CUBANET .INDEPENDIENTE

5 de junio, 2002


Memorias de la Plaza (XXXV)

Manuel Vázquez Portal, Grupo Decoro

LA HABANA, junio (www.cubanet.org) - Mi esposa era bibliotecaria. Cuando la conocí yo amaba los libros. Quizás pude conquistarla porque había leído algunos de mis torpes poemas juveniles. Su sensibilidad literaria se le notaba a la primera conversación. Tenía una imagen idílica de los poetas. Conmigo aprendió que sólo sabemos padecer más.

Se había graduado en la Escuela Nacional de Bibliotecas de Cuba a finales de la década del setenta. Luego estudió licenciatura en Lengua y Literatura Hispánica en la Universidad de Oriente y trabajó por más de veinte años en un oficio que le proporcionaba más goce espiritual que bonanza material. Su empleo le agradaba sobremanera, y sus colegas y jefes la tenían en muy alta estima. Ella era feliz entre los libros.

En casa gustábamos leer juntos. Se embelesaba escuchando los versos ajenos que yo decía con el mismo amor con que recitaba los míos. Me enorgullecía el cúmulo de textos que ella conocía y sobre los cuales podía opinar con natural desembarazo. Su relación con la literatura era armónica. No había en ella ni pizca de afectación o impostura. Poetas, narradores, ensayistas, historiadores, filósofos desfilaban por nuestros rincones de acomodo en el hogar como si fueran otros familiares de la casa.

A nuestro hijo Gabriel lo enseñamos a dormirse mientras uno de nosotros le leía cuentos y poemas infantiles. En la Plaza de Armas, cuando él me acompañaba a mi negocio de libros viejos, los otros libreros se enternecían al verlo, tan pequeñín, hablando del Vellocino de Oro y los argonautas de Jason, o del Rey Arturo y el Bosque de Broselandia. Había nacido entre libros y queríamos que viviera entre ellos.

El día que le dijeron, en la oficina de Inmigración y Extranjería, que debía llevar la baja de su centro de trabajo para hacer efectiva nuestra solicitud de salida del país, vi cómo una sombra de tristeza le empañó la mirada. Dejar la biblioteca era para ella como perder un gran y viejo amor. Entre aquellos estantes y libros se quedarían parte de sus ensoñaciones y faenas. Sólo por seguirme era capaz de renunciar.

Los sosos, iguales, vacíos días de ama de casa comenzaron a enojarla. Se sentía irrealizada.
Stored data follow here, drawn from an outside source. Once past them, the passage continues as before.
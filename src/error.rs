use thiserror::Error;

/// Classification of a failed host request. Transient failures are eligible
/// for retry; everything else is surfaced immediately.
#[derive(Debug, Clone, Copy, PartialEq, Eq)]
pub enum HostErrorKind {
    /// Network hiccup, rate limit, or a 5xx response.
    Transient,
    /// The credentials were rejected.
    Auth,
    /// The requested object does not exist.
    NotFound,
    /// Any other definitive rejection.
    Permanent,
}

/// Unified error type for release operations
#[derive(Error, Debug)]
pub enum ReleaseError {
    #[error("Configuration error: {0}")]
    Config(String),

    #[error("Version error: {0}")]
    Version(String),

    #[error("Version marker error in '{path}': {reason}")]
    Marker { path: String, reason: String },

    #[error("No release label found in the unreleased history of commit {sha}")]
    NoReleaseLabel { sha: String },

    #[error("{op}: host request failed: {message}")]
    Host {
        op: String,
        kind: HostErrorKind,
        message: String,
    },

    #[error("{op}: giving up after {attempts} attempts: {message}")]
    RetriesExhausted {
        op: String,
        attempts: u32,
        message: String,
    },

    #[error("I/O error: {0}")]
    Io(#[from] std::io::Error),
}

/// Convenience type alias for Results in relbot
pub type Result<T> = std::result::Result<T, ReleaseError>;

impl ReleaseError {
    /// Create a configuration error with context
    pub fn config(msg: impl Into<String>) -> Self {
        ReleaseError::Config(msg.into())
    }

    /// Create a version error with context
    pub fn version(msg: impl Into<String>) -> Self {
        ReleaseError::Version(msg.into())
    }

    /// Create a version marker error for a tracked file
    pub fn marker(path: impl Into<String>, reason: impl Into<String>) -> Self {
        ReleaseError::Marker {
            path: path.into(),
            reason: reason.into(),
        }
    }

    /// Create a host error for the named operation
    pub fn host(op: impl Into<String>, kind: HostErrorKind, msg: impl Into<String>) -> Self {
        ReleaseError::Host {
            op: op.into(),
            kind,
            message: msg.into(),
        }
    }

    /// Create a transient host error for the named operation
    pub fn transient(op: impl Into<String>, msg: impl Into<String>) -> Self {
        Self::host(op, HostErrorKind::Transient, msg)
    }

    /// Whether a bounded retry may still succeed
    pub fn is_transient(&self) -> bool {
        matches!(
            self,
            ReleaseError::Host {
                kind: HostErrorKind::Transient,
                ..
            }
        )
    }

    /// Whether the error names a missing object rather than a failure
    pub fn is_not_found(&self) -> bool {
        matches!(
            self,
            ReleaseError::Host {
                kind: HostErrorKind::NotFound,
                ..
            }
        )
    }
}

#[cfg(test)]
mod tests {
    use super::*;

    #[test]
    fn test_error_display() {
        let err = ReleaseError::config("missing release branch");
        assert_eq!(
            err.to_string(),
            "Configuration error: missing release branch"
        );
    }

    #[test]
    fn test_error_from_io() {
        let io_err = std::io::Error::new(std::io::ErrorKind::NotFound, "file not found");
        let err: ReleaseError = io_err.into();
        assert!(err.to_string().contains("I/O error"));
    }

    #[test]
    fn test_host_error_names_operation() {
        let err = ReleaseError::host("create_release", HostErrorKind::Permanent, "422");
        assert!(err.to_string().starts_with("create_release:"));
    }

    #[test]
    fn test_transient_classification() {
        assert!(ReleaseError::transient("get_commit", "timeout").is_transient());
        assert!(!ReleaseError::host("get_commit", HostErrorKind::Auth, "401").is_transient());
        assert!(!ReleaseError::config("x").is_transient());
    }

    #[test]
    fn test_not_found_classification() {
        assert!(ReleaseError::host("get_issue", HostErrorKind::NotFound, "404").is_not_found());
        assert!(!ReleaseError::transient("get_issue", "timeout").is_not_found());
    }

    #[test]
    fn test_marker_error_mentions_path() {
        let err = ReleaseError::marker("Cargo.toml", "no version assignment found");
        let msg = err.to_string();
        assert!(msg.contains("Cargo.toml"));
        assert!(msg.contains("no version assignment found"));
    }

    #[test]
    fn test_no_release_label_mentions_sha() {
        let err = ReleaseError::NoReleaseLabel {
            sha: "abc1234".to_string(),
        };
        assert!(err.to_string().contains("abc1234"));
    }
}
//! Skip-existing helper: every mutating release step first looks for the
//! result it would produce and reuses it when a concurrent or earlier
//! invocation already created it.

use crate::error::Result;

/// Result of an idempotent create: either the pre-existing resource or the
/// one just created.
#[derive(Debug, Clone, PartialEq)]
pub enum Ensured<T> {
    Existing(T),
    Created(T),
}

impl<T> Ensured<T> {
    pub fn into_inner(self) -> T {
        match self {
            Ensured::Existing(value) | Ensured::Created(value) => value,
        }
    }

    pub fn already_existed(&self) -> bool {
        matches!(self, Ensured::Existing(_))
    }
}

/// Find-or-create. `find` is consulted first; `create` runs only when
/// nothing exists, and may itself report `Existing` when it loses a creation
/// race on the host side.
pub fn ensure<T, F, C>(find: F, create: C) -> Result<Ensured<T>>
where
    F: FnOnce() -> Result<Option<T>>,
    C: FnOnce() -> Result<Ensured<T>>,
{
    if let Some(existing) = find()? {
        return Ok(Ensured::Existing(existing));
    }
    create()
}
Era consciente de que el trabajo en la biblioteca no le propiciaba ventajas económicas como para sortear las carestías de un mercado aberrado por las ruinas de un país sumido en una profundísima crisis, pero la ayudaba a sentirse plena, útil, viva. A medida que pasaron los meses su enojo se hizo más latente. Se irritaba con facilidad. Había en su carácter algo como de pólvora depositada allí por la impotencia frente a tal arbitrariedad. Yo sabía que marchábamos por un camino resbaladizo. En cualquier momento podían acusarme de empecinado, testarudo, de idealista. Tenía que estar alerta para que cualquiera de sus exabruptos no fuera a provocar los míos, y la pareja se despeñara por un conflicto insalvable. Hubiera sido darle gusto a la policía política. Ellos tenían que haberlo calculado. Era parte de sus instrumentos de tortura sicológica. Desajustar a la familia es desajustar, fragilizar al perseguido.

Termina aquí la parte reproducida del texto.